For what seems like ages, scientists have tried to get a better grasp on climate change and the primary factors causing global warming. We are certain that greenhouse gases are a main contributor, but we still do not fully understand how clouds and aerosols — the tiny particles that create clouds — factor into this picture. Clouds can reflect incoming solar radiation away from the Earth, but also can absorb and hold onto that heat.  

In her talk at The Science Café, Jennifer Faust, a professor of chemistry at Wooster, said, “The biggest uncertainty in modeling global temperature change comes from the interaction of aerosol particles and clouds,” and many scientists would agree with that statement. The complexity of this issue stems from the very beginning: the formation of a cloud. Aerosol particles create clouds with many small droplets, fewer larger droplets or ice particles. Each cloud reflects light differently. Usually the smaller the droplet, the more reflective the cloud. It is still unclear what reflective properties clouds formed from ice particles have. Faust says the science becomes even more complex when considering the chemical composition of the aerosol particles, which will also cause the cloud to reflect differently depending on the type of aerosol. Some aerosols work as reflectors to incoming sunlight, and some absorb it.  

Anthropogenic aerosols can seed cloud formation in the same ways that biogenic aerosols (natural particles) do. The chemical composition of these aerosols dictate what they become — a cloud or something else. If the particle contains hydrophilic particles, then they are more likely to take in water vapor from the area and create clouds. As stated before, ice clouds are more complex to understand and scientists do not yet fully know what properties are attributed to them. Their behaviors, when it comes to reflectiveness and contribution to warming, are commonly made from bacteria and pollen.
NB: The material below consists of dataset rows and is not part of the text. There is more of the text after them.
//! Remote resource gateway
//!
//! Typed wrappers over the merge endpoints. Every call goes through the
//! shared [`Transport`], so retries and timeouts are configured once.

use std::sync::Arc;

use appmerge_http::{ApiRequest, HttpError, Transport};
use chrono::{DateTime, Utc};
use serde::{Deserialize, Serialize};
use serde_json::{json, Value};
use tracing::debug;

use crate::models::{AppId, AppLevelSettings, LogEntry, MergeId, ResourceSelection};

/// Reply to a lock or extend call
#[derive(Debug, Clone, Default, PartialEq, Serialize, Deserialize)]
#[serde(rename_all = "camelCase", default)]
pub struct LockResponse {
    pub locked_until: Option<DateTime<Utc>>,
    pub locked_by: Option<String>,
}

/// Reply to a start-merge call
#[derive(Debug, Clone, Default, PartialEq, Serialize, Deserialize)]
#[serde(rename_all = "camelCase", default)]
pub struct MergeStartResponse {
    pub merge_id: MergeId,
    pub status: String,
    pub progress: f64,
}

impl MergeStartResponse {
    pub fn progress_percent(&self) -> u8 {
        clamp_percent(self.progress)
    }
}

/// Reply to a merge status poll
#[derive(Debug, Clone, Default, PartialEq, Serialize, Deserialize)]
#[serde(rename_all = "camelCase", default)]
pub struct MergeStatusResponse {
    pub status: String,
    pub progress: f64,
    pub current_stage: Option<String>,
    pub stage_complete: Option<Value>,
    pub result: Option<Value>,
    pub error: Option<Value>,
}

impl MergeStatusResponse {
    pub const TERMINAL: [&'static str; 3] = ["completed", "failed", "error"];

    pub fn is_terminal(&self) -> bool {
        Self::TERMINAL.contains(&self.status.as_str())
    }

    pub fn is_success(&self) -> bool {
        self.status == "completed"
    }

    /// Progress clamped to 0..=100
    pub fn progress_percent(&self) -> u8 {
        clamp_percent(self.progress)
    }

    /// Human-readable failure reason, falling back to the remote status
    pub fn error_message(&self) -> String {
        match &self.error {
            Some(Value::String(message)) => message.clone(),
            Some(Value::Object(fields)) => fields
                .get("message")
                .and_then(Value::as_str)
                .map(str::to_string)
                .unwrap_or_else(|| Value::Object(fields.clone()).to_string()),
            Some(Value::Null) | None => format!("Merge ended with status {}", self.status),
            Some(other) => other.to_string(),
        }
    }
}

/// Body of the preview and start-merge calls
#[derive(Debug, Clone, Default, PartialEq, Serialize, Deserialize)]
#[serde(rename_all = "camelCase", default)]
pub struct MergeRequest {
    pub destination_app_id: AppId,
    pub destination_organization_id: Option<u64>,
    pub pages: ResourceSelection,
    pub data_sources: ResourceSelection,
    pub files: ResourceSelection,
    pub folders: ResourceSelection,
    pub app_level_settings: AppLevelSettings,
    pub custom_data_sources_in_use: Vec<u64>,
}

/// Anything listed by name in an app overview
#[derive(Debug, Clone, Default, PartialEq, Eq, Serialize, Deserialize)]
#[serde(default)]
pub struct NamedResource {
    pub id: u64,
    #[serde(alias = "title")]
    pub name: String,
}

#[derive(Debug, Clone, Copy, Default, PartialEq, Eq, Serialize, Deserialize)]
#[serde(rename_all = "camelCase", default)]
pub struct AppPermissions {
    pub can_edit: bool,
}

/// What the server reports about an app before a merge
#[derive(Debug, Clone, Default, PartialEq, Serialize, Deserialize)]
#[serde(rename_all = "camelCase", default)]
pub struct AppOverview {
    pub id: AppId,
    pub name: String,
    pub organization_id: Option<u64>,
    pub region: Option<String>,
    pub pages: Vec<NamedResource>,
    pub data_sources: Vec<NamedResource>,
    pub permissions: AppPermissions,
}

/// Paging and filtering for a log fetch
#[derive(Debug, Clone, Default, PartialEq, Eq)]
pub struct LogQuery {
    pub limit: Option<u32>,
    pub offset: Option<u32>,
    pub level: Option<String>,
}

#[derive(Deserialize)]
#[serde(untagged)]
enum LogsReply {
    Entries(Vec<LogEntry>),
    Wrapped { logs: Vec<LogEntry> },
}

/// Typed access to the merge endpoints
#[derive(Clone)]
pub struct MergeGateway {
    transport: Arc<dyn Transport>,
    /// Status polls only; the poller's next tick stands in for retries
    poll_transport: Arc<dyn Transport>,
}

impl MergeGateway {
    pub fn new(transport: Arc<dyn Transport>) -> Self {
        Self {
            poll_transport: Arc::clone(&transport),
            transport,
        }
    }

    /// Send status polls through `transport` instead of the main one
    pub fn with_poll_transport(self, transport: Arc<dyn Transport>) -> Self {
        Self {
            poll_transport: transport,
            ..self
        }
    }

    pub fn transport(&self) -> &Arc<dyn Transport> {
        &self.transport
    }

    pub async fn lock(
        &self,
        source: AppId,
        destination: AppId,
        duration_secs: u64,
    ) -> Result<LockResponse, HttpError> {
        let request = ApiRequest::post(lock_path(source))
            .with_payload(json!({ "targetAppId": destination, "duration": duration_secs }));
        self.call(request).await
    }

    pub async fn extend_lock(
        &self,
        source: AppId,
        destination: AppId,
        additional_secs: u64,
    ) -> Result<LockResponse, HttpError> {
        let request = ApiRequest::put(lock_path(source))
            .with_payload(json!({ "targetAppId": destination, "duration": additional_secs }));
        self.call(request).await
    }

    pub async fn unlock(&self, source: AppId, destination: AppId) -> Result<(), HttpError> {
        let request = ApiRequest::delete(lock_path(source))
            .with_payload(json!({ "targetAppId": destination }));
        self.transport.send(request).await.map(|_| ())
    }

    pub async fn app_overview(&self, app_id: AppId) -> Result<AppOverview, HttpError> {
        self.call(ApiRequest::get(format!("v1/apps/{app_id}/merge/overview")))
            .await
    }

    /// Dry run; the server's diff is returned untouched
    pub async fn preview(&self, source: AppId, request: &MergeRequest) -> Result<Value, HttpError> {
        let request = ApiRequest::post(format!("v1/apps/{source}/merge/preview"))
            .with_payload(serde_json::to_value(request)?);
        self.transport.send(request).await
    }

    pub async fn initiate(
        &self,
        source: AppId,
        request: &MergeRequest,
    ) -> Result<MergeStartResponse, HttpError> {
        let request = ApiRequest::post(format!("v1/apps/{source}/merge"))
            .with_payload(serde_json::to_value(request)?);
        self.call(request).await
    }

    pub async fn status(
        &self,
        source: AppId,
        merge_id: MergeId,
    ) -> Result<MergeStatusResponse, HttpError> {
        let request = ApiRequest::get(format!("v1/apps/{source}/merge/{merge_id}"));
        decode(&self.poll_transport, request).await
    }

    /// Accepts either a bare array or `{ "logs": [...] }`
    pub async fn logs(
        &self,
        app_id: AppId,
        merge_id: MergeId,
        query: &LogQuery,
    ) -> Result<Vec<LogEntry>, HttpError> {
        let mut request = ApiRequest::get(format!("v1/apps/{app_id}/merge/{merge_id}/logs"));
        if let Some(limit) = query.limit {
            request = request.with_query("limit", limit);
        }
        if let Some(offset) = query.offset {
            request = request.with_query("offset", offset);
        }
        if let Some(level) = &query.level {
            request = request.with_query("level", level);
        }

        let reply: LogsReply = self.call(request).await?;
        Ok(match reply {
            LogsReply::Entries(entries) | LogsReply::Wrapped { logs: entries } => entries,
        })
    }

    async fn call<T>(&self, request: ApiRequest) -> Result<T, HttpError>
    where
        T: serde::de::DeserializeOwned,
    {
        decode(&self.transport, request).await
    }
}

async fn decode<T>(transport: &Arc<dyn Transport>, request: ApiRequest) -> Result<T, HttpError>
where
    T: serde::de::DeserializeOwned,
{
    debug!(method = %request.method, path = %request.path, "Calling merge endpoint");
    let body = transport.send(request).await?;
    Ok(serde_json::from_value(body)?)
}

fn clamp_percent(progress: f64) -> u8 {
    if progress.is_nan() {
        0
    } else {
        progress.round().clamp(0.0, 100.0) as u8
    }
}

fn lock_path(source: AppId) -> String {
    format!("v1/apps/{source}/merge/lock")
}
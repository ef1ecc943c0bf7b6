//! AppMerge orchestration core
//!
//! Drives the "merge one app into another" workflow against the remote merge
//! API: the workflow state machine, the app lock lifecycle, step-by-step
//! configuration and execution monitoring.
//!
//! ## Components
//!
//! - [`bus::EventBus`]: synchronous publish/subscribe for [`MergeEvent`]s
//! - [`store::StateStore`]: the single workflow state tree
//! - [`lock::LockManager`]: acquire, extend, release and watch app locks
//! - [`configuration::ConfigurationOrchestrator`]: the three configuration steps
//! - [`execution::ExecutionMonitor`]: start the merge job and poll it
//! - [`client::MergeClient`]: all of the above wired together
//!
//! ## Example
//!
//! ```rust,no_run
//! use appmerge_core::{EventKind, MergeClient, SettingsLoader};
//!
//! # async fn run() -> appmerge_core::MergeResult<()> {
//! let settings = SettingsLoader::new().load()?;
//! let client = MergeClient::new(settings)?;
//!
//! client.bus().on(EventKind::MergeProgress, |event| {
//!     println!("{event:?}");
//! });
//!
//! let options = client.settings().lock_options();
//! client.locks().lock_apps(1, 2, options).await?;
//! # Ok(())
//! # }
//! ```

pub mod bus;
pub mod client;
pub mod configuration;
pub mod error;
pub mod execution;
pub mod gateway;
pub mod lock;
pub mod mocks;
pub mod models;
pub mod settings;
pub mod store;
pub mod tasks;
pub mod validation;

pub use bus::{EventBus, EventKind, MergeEvent, SubscriptionId};
pub use client::MergeClient;
pub use configuration::{
    CancelOptions, ConfigurationOrchestrator, ConfigurationSnapshot, ConfigurationSummary,
    ConfigurationUpdate, ProceedOptions, ResourceSummary, SelectionCount, StartOptions,
};
pub use error::{MergeError, MergeResult};
pub use execution::{ExecutionMonitor, InitiateOptions};
pub use gateway::{
    AppOverview, AppPermissions, LockResponse, LogQuery, MergeGateway, MergeRequest,
    MergeStartResponse, MergeStatusResponse, NamedResource,
};
pub use lock::{ExtendOptions, LockCheck, LockManager, LockOptions, MonitorOptions};
pub use models::{
    AppId, AppInfo, AppLevelSettings, ConfigurationRecord, ConfigurationStep, DuplicateName,
    LockStatus, LogEntry, MergeConfiguration, MergeId, MergeStatus, ResourceSelection,
    ValidationState, WorkflowState, WorkflowStatus,
};
pub use settings::{MergeSettings, SettingsLoader};
pub use store::StateStore;
pub use tasks::{TaskRegistry, TaskTicket};
pub use validation::{ValidationError, ValidationResult};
These tiny particles can be concerning when it comes to climate change, but aerosols can also contribute negatively to the air quality and can harm human respiratory systems. 

Because of these complexities, cloud models are the biggest uncertainty when it comes to larger climate models. As climate models become increasingly more accurate with our newer understanding of clouds, it is not impossible to think that clouds could become thinner or completely burn off in a warmer world. This could add, at a minimum, a degree Celsius to global warming.   

A new technology has come into play to possibly combat this issue, but it also brings concerns of its own. Cloud seeding is a form of weather modification that alters the amount of precipitation that falls from clouds. This is done by shooting substances like silver iodide or dry ice into the clouds to create more precipitation. This modification has many benefits and drawbacks — it can create rain if needed and could help with climate regulation, but it requires the use of harmful chemicals and is expensive. There are also concerns with how this technique could cause potential issues in the future. This technique is man-made and could negatively impact natural processes. 

Our future depends on understanding how our climate changes. The big mystery is cloud formation and the composition of clouds. As Faust said, this task is not simple, but vital to human life and success. Accurately predicting future temperature changes affects science, but also migration, international relations and social justice issues.  

The Science Café holds monthly lectures on Zoom that are open to the Wooster community. The next talk, “Do you have hydroponic produce on your plate?” will be held on March 24.